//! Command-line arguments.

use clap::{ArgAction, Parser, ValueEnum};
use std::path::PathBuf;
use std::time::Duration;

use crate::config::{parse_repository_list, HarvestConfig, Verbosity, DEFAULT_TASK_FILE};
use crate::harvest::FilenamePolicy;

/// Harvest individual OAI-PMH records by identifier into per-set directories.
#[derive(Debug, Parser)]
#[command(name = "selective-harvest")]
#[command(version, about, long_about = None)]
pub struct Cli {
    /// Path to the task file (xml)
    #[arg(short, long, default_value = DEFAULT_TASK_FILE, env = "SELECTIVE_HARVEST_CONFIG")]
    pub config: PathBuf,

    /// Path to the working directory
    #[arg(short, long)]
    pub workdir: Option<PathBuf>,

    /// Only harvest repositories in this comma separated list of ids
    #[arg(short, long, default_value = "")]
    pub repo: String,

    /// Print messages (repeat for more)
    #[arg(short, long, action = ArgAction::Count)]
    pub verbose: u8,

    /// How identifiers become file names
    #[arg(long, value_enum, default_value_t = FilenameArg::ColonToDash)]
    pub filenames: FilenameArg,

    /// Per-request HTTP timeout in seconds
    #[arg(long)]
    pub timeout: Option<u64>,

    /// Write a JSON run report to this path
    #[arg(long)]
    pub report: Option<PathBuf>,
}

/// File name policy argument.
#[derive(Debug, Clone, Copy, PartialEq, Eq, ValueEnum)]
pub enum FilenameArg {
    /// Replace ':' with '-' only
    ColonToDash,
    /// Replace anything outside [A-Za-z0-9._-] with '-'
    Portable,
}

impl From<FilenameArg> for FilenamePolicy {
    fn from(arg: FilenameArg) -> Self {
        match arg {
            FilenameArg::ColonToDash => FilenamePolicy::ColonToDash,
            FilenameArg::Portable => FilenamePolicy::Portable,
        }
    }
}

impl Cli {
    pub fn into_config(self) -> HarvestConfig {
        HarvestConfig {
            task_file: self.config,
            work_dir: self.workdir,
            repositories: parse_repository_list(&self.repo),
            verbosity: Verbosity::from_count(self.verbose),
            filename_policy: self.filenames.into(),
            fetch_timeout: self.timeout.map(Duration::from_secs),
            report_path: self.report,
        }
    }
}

========================================================================

▶ _Task brief_:
Return only the exact lines from the opening of the records through the line that contains "pub struct Cli", both included.

▶ _Task answer_:
//! Command-line arguments.

use clap::{ArgAction, Parser, ValueEnum};
use std::path::PathBuf;
use std::time::Duration;

use crate::config::{parse_repository_list, HarvestConfig, Verbosity, DEFAULT_TASK_FILE};
use crate::harvest::FilenamePolicy;

/// Harvest individual OAI-PMH records by identifier into per-set directories.
#[derive(Debug, Parser)]
#[command(name = "selective-harvest")]
#[command(version, about, long_about = None)]
pub struct Cli {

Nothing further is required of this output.